# Work item
Copy out all the records, word for word.

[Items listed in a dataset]
##########

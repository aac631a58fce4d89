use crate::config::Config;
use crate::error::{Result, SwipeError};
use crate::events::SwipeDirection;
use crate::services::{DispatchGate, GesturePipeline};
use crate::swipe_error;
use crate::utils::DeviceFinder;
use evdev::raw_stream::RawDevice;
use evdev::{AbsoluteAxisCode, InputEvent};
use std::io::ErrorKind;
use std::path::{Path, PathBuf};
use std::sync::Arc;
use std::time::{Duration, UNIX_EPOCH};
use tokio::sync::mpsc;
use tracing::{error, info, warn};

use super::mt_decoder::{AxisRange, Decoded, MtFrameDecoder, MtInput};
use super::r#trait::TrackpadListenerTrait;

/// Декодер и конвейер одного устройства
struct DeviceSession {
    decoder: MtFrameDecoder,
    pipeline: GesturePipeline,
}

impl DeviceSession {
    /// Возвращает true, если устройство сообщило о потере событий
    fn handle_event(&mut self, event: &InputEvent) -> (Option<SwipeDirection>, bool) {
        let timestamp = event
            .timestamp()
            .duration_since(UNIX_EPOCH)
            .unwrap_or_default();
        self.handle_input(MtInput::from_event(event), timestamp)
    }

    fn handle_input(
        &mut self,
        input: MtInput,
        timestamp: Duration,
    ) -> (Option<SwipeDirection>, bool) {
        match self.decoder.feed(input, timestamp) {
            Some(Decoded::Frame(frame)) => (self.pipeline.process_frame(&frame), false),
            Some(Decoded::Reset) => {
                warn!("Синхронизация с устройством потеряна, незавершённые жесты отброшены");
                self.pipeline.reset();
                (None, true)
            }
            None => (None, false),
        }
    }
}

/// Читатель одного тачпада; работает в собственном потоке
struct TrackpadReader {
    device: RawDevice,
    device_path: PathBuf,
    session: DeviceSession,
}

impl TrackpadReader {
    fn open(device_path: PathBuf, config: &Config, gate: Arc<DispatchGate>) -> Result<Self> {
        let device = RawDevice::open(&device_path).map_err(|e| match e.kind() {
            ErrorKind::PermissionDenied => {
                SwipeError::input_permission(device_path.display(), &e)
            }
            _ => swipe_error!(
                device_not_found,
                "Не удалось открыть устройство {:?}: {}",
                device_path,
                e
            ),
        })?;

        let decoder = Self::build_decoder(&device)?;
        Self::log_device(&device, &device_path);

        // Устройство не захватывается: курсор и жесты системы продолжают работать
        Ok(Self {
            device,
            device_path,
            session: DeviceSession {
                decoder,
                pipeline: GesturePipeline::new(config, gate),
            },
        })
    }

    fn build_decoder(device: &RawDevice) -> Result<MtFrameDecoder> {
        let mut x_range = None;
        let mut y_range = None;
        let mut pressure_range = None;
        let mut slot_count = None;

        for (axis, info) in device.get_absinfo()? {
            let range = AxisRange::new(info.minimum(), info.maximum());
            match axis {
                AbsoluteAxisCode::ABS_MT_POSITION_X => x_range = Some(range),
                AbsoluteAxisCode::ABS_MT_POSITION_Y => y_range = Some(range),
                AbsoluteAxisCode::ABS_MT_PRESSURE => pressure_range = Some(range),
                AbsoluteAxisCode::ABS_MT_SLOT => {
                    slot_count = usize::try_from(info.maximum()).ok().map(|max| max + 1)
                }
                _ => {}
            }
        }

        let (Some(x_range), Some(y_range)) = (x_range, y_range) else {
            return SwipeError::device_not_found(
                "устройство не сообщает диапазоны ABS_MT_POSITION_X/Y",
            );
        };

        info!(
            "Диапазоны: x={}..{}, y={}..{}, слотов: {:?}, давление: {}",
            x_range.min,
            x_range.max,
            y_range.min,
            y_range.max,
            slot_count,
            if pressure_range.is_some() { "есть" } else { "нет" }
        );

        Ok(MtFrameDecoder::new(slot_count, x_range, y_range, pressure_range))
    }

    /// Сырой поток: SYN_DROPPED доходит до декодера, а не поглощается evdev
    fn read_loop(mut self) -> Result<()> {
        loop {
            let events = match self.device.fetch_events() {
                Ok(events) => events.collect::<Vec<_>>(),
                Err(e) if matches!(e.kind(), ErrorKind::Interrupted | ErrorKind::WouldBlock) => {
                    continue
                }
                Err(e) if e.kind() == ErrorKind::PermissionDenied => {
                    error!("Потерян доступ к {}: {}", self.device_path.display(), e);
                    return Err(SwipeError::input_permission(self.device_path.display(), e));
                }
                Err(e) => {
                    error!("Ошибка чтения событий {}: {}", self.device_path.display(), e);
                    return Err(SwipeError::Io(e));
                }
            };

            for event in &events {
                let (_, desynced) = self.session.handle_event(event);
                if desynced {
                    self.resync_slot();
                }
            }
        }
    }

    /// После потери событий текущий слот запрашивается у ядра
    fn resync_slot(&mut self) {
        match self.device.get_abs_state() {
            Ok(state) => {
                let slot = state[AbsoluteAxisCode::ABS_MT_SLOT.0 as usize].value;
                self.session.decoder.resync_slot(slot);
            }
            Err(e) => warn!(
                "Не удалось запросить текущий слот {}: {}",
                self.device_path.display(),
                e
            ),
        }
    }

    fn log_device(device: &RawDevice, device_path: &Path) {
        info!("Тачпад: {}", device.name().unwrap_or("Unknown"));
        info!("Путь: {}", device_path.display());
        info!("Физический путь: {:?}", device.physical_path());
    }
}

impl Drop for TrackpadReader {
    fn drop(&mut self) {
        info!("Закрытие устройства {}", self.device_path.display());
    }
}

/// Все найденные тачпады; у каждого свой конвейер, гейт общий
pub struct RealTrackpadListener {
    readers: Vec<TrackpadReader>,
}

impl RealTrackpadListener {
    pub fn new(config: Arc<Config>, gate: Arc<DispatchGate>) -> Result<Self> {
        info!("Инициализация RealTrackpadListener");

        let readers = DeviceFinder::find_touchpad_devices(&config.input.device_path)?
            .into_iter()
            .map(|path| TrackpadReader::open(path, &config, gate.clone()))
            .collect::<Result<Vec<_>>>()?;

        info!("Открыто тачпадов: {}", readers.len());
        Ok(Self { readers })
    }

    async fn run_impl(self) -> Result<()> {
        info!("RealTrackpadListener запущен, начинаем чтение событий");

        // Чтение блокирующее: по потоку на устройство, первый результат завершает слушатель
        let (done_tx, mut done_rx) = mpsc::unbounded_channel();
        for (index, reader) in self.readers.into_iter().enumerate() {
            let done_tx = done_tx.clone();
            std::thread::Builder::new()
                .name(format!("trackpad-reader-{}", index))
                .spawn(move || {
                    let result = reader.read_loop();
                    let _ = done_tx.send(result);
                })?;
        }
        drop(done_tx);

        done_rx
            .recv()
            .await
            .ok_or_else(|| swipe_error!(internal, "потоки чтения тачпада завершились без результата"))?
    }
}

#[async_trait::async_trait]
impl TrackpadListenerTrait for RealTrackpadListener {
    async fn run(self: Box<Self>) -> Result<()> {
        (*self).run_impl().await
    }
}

##########

# Expected answer
repository aac631a58fce4d89
use crate::config::Config;
use crate::error::{Result, SwipeError};
use crate::events::SwipeDirection;
use crate::services::{DispatchGate, GesturePipeline};
use crate::swipe_error;
use crate::utils::DeviceFinder;
use evdev::raw_stream::RawDevice;
use evdev::{AbsoluteAxisCode, InputEvent};
use std::io::ErrorKind;
use std::path::{Path, PathBuf};
use std::sync::Arc;
use std::time::{Duration, UNIX_EPOCH};
use tokio::sync::mpsc;
use tracing::{error, info, warn};

use super::mt_decoder::{AxisRange, Decoded, MtFrameDecoder, MtInput};
use super::r#trait::TrackpadListenerTrait;

/// Декодер и конвейер одного устройства
struct DeviceSession {
    decoder: MtFrameDecoder,
    pipeline: GesturePipeline,
}

impl DeviceSession {
    /// Возвращает true, если устройство сообщило о потере событий
    fn handle_event(&mut self, event: &InputEvent) -> (Option<SwipeDirection>, bool) {
        let timestamp = event
            .timestamp()
            .duration_since(UNIX_EPOCH)
            .unwrap_or_default();
        self.handle_input(MtInput::from_event(event), timestamp)
    }

    fn handle_input(
        &mut self,
        input: MtInput,
        timestamp: Duration,
    ) -> (Option<SwipeDirection>, bool) {
        match self.decoder.feed(input, timestamp) {
            Some(Decoded::Frame(frame)) => (self.pipeline.process_frame(&frame), false),
            Some(Decoded::Reset) => {
                warn!("Синхронизация с устройством потеряна, незавершённые жесты отброшены");
                self.pipeline.reset();
                (None, true)
            }
            None => (None, false),
        }
    }
}

/// Читатель одного тачпада; работает в собственном потоке
struct TrackpadReader {
    device: RawDevice,
    device_path: PathBuf,
    session: DeviceSession,
}

impl TrackpadReader {
    fn open(device_path: PathBuf, config: &Config, gate: Arc<DispatchGate>) -> Result<Self> {
        let device = RawDevice::open(&device_path).map_err(|e| match e.kind() {
            ErrorKind::PermissionDenied => {
                SwipeError::input_permission(device_path.display(), &e)
            }
            _ => swipe_error!(
                device_not_found,
                "Не удалось открыть устройство {:?}: {}",
                device_path,
                e
            ),
        })?;

        let decoder = Self::build_decoder(&device)?;
        Self::log_device(&device, &device_path);

        // Устройство не захватывается: курсор и жесты системы продолжают работать
        Ok(Self {
            device,
            device_path,
            session: DeviceSession {
                decoder,
                pipeline: GesturePipeline::new(config, gate),
            },
        })
    }

    fn build_decoder(device: &RawDevice) -> Result<MtFrameDecoder> {
        let mut x_range = None;
        let mut y_range = None;
        let mut pressure_range = None;
        let mut slot_count = None;

        for (axis, info) in device.get_absinfo()? {
            let range = AxisRange::new(info.minimum(), info.maximum());
            match axis {
                AbsoluteAxisCode::ABS_MT_POSITION_X => x_range = Some(range),
                AbsoluteAxisCode::ABS_MT_POSITION_Y => y_range = Some(range),
                AbsoluteAxisCode::ABS_MT_PRESSURE => pressure_range = Some(range),
                AbsoluteAxisCode::ABS_MT_SLOT => {
                    slot_count = usize::try_from(info.maximum()).ok().map(|max| max + 1)
                }
                _ => {}
            }
        }

        let (Some(x_range), Some(y_range)) = (x_range, y_range) else {
            return SwipeError::device_not_found(
                "устройство не сообщает диапазоны ABS_MT_POSITION_X/Y",
            );
        };

        info!(
            "Диапазоны: x={}..{}, y={}..{}, слотов: {:?}, давление: {}",
            x_range.min,
            x_range.max,
            y_range.min,
            y_range.max,
            slot_count,
            if pressure_range.is_some() { "есть" } else { "нет" }
        );

        Ok(MtFrameDecoder::new(slot_count, x_range, y_range, pressure_range))
    }

    /// Сырой поток: SYN_DROPPED доходит до декодера, а не поглощается evdev
    fn read_loop(mut self) -> Result<()> {
        loop {
            let events = match self.device.fetch_events() {
                Ok(events) => events.collect::<Vec<_>>(),
                Err(e) if matches!(e.kind(), ErrorKind::Interrupted | ErrorKind::WouldBlock) => {
                    continue
                }
                Err(e) if e.kind() == ErrorKind::PermissionDenied => {
                    error!("Потерян доступ к {}: {}", self.device_path.display(), e);
                    return Err(SwipeError::input_permission(self.device_path.display(), e));
                }
                Err(e) => {
                    error!("Ошибка чтения событий {}: {}", self.device_path.display(), e);
                    return Err(SwipeError::Io(e));
                }
            };

            for event in &events {
                let (_, desynced) = self.session.handle_event(event);
                if desynced {
                    self.resync_slot();
                }
            }
        }
    }

    /// После потери событий текущий слот запрашивается у ядра
    fn resync_slot(&mut self) {
        match self.device.get_abs_state() {
            Ok(state) => {
                let slot = state[AbsoluteAxisCode::ABS_MT_SLOT.0 as usize].value;
                self.session.decoder.resync_slot(slot);
            }
            Err(e) => warn!(
                "Не удалось запросить текущий слот {}: {}",
                self.device_path.display(),
                e
            ),
        }
    }

    fn log_device(device: &RawDevice, device_path: &Path) {
        info!("Тачпад: {}", device.name().unwrap_or("Unknown"));
        info!("Путь: {}", device_path.display());
        info!("Физический путь: {:?}", device.physical_path());
    }
}

impl Drop for TrackpadReader {
    fn drop(&mut self) {
        info!("Закрытие устройства {}", self.device_path.display());
    }
}

/// Все найденные тачпады; у каждого свой конвейер, гейт общий
pub struct RealTrackpadListener {
    readers: Vec<TrackpadReader>,
}

impl RealTrackpadListener {
    pub fn new(config: Arc<Config>, gate: Arc<DispatchGate>) -> Result<Self> {
        info!("Инициализация RealTrackpadListener");

        let readers = DeviceFinder::find_touchpad_devices(&config.input.device_path)?
            .into_iter()
            .map(|path| TrackpadReader::open(path, &config, gate.clone()))
            .collect::<Result<Vec<_>>>()?;

        info!("Открыто тачпадов: {}", readers.len());
        Ok(Self { readers })
    }

    async fn run_impl(self) -> Result<()> {
        info!("RealTrackpadListener запущен, начинаем чтение событий");

        // Чтение блокирующее: по потоку на устройство, первый результат завершает слушатель
        let (done_tx, mut done_rx) = mpsc::unbounded_channel();
        for (index, reader) in self.readers.into_iter().enumerate() {
            let done_tx = done_tx.clone();
            std::thread::Builder::new()
                .name(format!("trackpad-reader-{}", index))
                .spawn(move || {
                    let result = reader.read_loop();
                    let _ = done_tx.send(result);
                })?;
        }
        drop(done_tx);

        done_rx
            .recv()
            .await
            .ok_or_else(|| swipe_error!(internal, "потоки чтения тачпада завершились без результата"))?
    }
}

#[async_trait::async_trait]
impl TrackpadListenerTrait for RealTrackpadListener {
    async fn run(self: Box<Self>) -> Result<()> {
        (*self).run_impl().await
    }
}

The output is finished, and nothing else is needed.